• **Data provided**
════════════════════
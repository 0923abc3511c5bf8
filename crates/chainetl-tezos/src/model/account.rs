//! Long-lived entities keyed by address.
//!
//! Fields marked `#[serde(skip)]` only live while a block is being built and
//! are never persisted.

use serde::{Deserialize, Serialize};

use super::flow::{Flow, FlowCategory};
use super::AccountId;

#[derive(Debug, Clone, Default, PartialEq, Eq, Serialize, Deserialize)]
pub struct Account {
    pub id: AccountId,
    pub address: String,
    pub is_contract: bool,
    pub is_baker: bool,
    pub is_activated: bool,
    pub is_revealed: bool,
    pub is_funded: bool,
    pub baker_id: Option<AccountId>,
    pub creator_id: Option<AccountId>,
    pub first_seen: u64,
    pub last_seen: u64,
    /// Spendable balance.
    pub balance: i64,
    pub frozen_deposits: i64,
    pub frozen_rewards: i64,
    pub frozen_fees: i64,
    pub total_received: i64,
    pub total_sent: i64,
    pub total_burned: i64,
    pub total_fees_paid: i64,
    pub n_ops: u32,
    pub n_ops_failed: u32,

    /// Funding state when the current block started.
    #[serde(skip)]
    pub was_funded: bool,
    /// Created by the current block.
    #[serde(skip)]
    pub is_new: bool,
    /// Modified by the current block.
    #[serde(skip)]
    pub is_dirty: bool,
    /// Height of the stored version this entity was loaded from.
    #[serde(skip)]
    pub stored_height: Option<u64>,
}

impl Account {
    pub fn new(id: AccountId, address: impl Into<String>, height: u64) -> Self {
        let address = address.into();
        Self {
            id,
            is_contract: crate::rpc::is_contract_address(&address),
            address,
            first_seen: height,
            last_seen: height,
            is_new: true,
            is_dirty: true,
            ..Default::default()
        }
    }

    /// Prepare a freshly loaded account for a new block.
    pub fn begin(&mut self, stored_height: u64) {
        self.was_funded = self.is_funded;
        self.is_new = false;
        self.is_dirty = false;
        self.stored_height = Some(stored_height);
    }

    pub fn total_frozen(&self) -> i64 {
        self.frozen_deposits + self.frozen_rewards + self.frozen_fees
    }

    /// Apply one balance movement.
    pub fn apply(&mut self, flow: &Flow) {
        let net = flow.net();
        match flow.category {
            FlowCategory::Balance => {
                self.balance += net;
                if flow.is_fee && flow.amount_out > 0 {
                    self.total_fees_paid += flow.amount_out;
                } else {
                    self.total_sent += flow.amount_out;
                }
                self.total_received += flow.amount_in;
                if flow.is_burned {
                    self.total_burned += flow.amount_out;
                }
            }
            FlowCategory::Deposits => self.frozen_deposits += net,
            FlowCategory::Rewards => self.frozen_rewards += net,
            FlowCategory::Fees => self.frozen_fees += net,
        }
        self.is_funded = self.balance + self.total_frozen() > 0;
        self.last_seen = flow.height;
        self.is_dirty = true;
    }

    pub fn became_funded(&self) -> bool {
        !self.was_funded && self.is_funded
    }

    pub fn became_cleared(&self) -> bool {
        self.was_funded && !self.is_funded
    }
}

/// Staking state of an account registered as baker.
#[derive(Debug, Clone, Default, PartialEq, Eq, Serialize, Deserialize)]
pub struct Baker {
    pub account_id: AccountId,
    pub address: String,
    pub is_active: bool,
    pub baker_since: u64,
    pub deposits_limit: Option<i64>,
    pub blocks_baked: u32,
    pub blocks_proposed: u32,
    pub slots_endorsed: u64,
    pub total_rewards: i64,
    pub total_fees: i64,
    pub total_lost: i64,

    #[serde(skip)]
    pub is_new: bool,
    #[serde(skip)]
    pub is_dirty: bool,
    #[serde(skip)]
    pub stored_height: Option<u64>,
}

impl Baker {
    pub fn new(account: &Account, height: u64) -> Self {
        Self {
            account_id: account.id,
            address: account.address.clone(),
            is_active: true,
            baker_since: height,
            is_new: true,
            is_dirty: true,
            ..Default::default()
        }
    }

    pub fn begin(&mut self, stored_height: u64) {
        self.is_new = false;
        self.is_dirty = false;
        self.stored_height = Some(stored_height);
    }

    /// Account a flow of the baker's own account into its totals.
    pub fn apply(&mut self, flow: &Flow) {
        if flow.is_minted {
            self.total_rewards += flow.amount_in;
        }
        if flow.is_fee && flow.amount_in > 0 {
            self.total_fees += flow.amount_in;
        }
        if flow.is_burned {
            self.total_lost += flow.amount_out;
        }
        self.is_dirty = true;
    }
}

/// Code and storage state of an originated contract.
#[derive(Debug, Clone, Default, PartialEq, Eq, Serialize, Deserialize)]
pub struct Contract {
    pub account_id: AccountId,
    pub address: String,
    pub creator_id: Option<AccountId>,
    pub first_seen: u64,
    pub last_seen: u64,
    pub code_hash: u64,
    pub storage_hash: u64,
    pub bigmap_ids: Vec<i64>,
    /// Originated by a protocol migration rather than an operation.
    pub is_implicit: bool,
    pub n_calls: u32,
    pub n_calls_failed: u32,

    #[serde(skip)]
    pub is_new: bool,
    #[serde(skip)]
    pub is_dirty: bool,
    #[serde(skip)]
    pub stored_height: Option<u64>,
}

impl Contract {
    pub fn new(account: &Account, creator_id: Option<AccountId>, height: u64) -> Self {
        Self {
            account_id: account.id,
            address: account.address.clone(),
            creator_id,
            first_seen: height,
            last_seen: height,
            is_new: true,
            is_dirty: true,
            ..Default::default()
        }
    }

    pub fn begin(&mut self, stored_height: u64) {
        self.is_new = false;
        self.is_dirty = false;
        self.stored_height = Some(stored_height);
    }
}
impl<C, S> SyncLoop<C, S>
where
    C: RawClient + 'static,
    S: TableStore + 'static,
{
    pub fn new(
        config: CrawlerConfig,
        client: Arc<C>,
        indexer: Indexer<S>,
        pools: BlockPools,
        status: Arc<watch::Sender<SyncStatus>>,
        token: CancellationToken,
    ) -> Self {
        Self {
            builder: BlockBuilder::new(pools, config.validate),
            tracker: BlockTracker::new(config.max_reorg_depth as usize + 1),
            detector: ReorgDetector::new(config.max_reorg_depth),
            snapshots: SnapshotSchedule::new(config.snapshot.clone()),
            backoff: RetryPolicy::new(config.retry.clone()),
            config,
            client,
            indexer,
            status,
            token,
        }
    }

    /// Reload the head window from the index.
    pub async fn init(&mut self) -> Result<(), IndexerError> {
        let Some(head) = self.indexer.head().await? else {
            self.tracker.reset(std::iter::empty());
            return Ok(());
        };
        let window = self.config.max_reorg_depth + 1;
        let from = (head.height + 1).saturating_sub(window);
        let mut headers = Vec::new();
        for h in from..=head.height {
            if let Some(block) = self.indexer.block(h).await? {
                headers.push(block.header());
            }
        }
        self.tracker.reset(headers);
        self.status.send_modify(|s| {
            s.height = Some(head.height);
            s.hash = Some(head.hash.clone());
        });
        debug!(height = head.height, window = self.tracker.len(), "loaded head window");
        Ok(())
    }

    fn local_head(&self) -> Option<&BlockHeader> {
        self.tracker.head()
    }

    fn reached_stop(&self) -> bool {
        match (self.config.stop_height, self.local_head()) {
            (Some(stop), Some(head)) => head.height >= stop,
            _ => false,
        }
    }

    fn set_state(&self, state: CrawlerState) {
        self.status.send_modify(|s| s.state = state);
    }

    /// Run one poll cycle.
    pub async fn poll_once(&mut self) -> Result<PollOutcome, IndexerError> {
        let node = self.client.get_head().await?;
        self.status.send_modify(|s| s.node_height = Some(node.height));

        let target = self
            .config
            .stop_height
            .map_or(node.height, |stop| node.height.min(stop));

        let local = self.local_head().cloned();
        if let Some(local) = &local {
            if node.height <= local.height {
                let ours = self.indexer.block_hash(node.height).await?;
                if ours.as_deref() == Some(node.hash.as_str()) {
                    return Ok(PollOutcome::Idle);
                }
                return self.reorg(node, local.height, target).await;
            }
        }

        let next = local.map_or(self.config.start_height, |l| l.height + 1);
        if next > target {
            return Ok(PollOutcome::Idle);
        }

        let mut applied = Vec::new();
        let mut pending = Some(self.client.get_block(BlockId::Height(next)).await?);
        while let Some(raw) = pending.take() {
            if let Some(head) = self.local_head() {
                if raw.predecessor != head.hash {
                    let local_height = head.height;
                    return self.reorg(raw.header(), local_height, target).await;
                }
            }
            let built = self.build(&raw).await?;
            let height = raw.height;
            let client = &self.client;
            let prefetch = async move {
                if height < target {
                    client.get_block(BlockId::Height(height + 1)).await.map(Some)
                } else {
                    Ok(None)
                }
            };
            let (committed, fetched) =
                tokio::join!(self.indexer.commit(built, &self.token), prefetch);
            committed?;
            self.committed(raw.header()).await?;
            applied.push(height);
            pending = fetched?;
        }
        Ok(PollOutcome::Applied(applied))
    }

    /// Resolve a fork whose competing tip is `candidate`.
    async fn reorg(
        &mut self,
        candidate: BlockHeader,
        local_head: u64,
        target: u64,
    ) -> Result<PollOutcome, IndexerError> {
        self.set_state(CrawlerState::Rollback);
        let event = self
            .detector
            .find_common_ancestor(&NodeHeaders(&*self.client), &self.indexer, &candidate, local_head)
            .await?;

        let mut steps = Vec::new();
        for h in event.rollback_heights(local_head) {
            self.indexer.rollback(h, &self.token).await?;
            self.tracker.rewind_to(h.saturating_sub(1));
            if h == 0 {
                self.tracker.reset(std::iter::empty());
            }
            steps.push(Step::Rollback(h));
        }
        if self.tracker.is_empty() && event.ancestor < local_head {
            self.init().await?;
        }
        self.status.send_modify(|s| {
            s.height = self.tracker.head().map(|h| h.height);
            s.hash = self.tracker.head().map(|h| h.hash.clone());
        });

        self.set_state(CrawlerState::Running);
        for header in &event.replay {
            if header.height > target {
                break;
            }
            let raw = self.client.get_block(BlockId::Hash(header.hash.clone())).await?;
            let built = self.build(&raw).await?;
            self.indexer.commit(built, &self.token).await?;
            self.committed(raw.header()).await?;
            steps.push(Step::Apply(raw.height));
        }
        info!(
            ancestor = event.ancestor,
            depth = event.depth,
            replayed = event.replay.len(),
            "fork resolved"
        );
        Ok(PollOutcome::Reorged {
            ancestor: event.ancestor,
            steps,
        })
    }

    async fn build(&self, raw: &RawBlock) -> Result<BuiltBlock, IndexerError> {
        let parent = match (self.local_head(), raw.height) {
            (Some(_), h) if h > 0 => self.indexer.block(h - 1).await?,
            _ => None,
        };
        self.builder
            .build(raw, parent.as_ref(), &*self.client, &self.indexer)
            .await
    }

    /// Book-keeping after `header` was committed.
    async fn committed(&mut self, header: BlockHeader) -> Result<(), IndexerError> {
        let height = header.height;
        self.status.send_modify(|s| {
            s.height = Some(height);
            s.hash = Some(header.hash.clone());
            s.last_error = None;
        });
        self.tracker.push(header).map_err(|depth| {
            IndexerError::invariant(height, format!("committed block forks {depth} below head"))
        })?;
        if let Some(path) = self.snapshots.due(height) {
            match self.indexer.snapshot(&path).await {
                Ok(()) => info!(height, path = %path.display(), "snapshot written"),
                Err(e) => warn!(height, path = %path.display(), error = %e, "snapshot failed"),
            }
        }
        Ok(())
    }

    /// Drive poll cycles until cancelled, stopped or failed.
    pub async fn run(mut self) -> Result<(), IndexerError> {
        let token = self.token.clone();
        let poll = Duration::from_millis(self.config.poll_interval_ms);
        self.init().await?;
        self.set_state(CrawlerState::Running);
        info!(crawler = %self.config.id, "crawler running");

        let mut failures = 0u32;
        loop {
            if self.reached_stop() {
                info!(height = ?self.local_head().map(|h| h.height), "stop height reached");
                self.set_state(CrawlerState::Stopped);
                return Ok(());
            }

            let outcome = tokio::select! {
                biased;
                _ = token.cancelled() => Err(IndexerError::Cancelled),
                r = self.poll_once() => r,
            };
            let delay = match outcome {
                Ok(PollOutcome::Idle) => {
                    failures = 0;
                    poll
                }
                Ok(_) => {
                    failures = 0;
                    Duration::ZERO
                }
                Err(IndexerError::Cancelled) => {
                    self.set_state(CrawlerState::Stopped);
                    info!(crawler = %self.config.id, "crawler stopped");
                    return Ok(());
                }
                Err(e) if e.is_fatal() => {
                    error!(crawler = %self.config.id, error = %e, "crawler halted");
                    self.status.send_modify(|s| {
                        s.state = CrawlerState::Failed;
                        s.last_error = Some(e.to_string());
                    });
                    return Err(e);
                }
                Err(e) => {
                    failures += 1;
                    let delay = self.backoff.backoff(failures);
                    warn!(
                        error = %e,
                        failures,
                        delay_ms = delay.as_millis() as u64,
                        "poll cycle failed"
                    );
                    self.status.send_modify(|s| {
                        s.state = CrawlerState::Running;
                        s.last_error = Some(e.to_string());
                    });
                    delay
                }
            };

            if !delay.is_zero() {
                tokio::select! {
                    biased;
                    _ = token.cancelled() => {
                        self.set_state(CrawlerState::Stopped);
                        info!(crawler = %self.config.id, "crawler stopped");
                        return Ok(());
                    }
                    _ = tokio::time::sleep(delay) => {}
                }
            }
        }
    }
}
════════════════════
• **Work order**
Looking at the entries above, work out how many lines include the word "ours" and reply with that number alone.

• **Solution**
2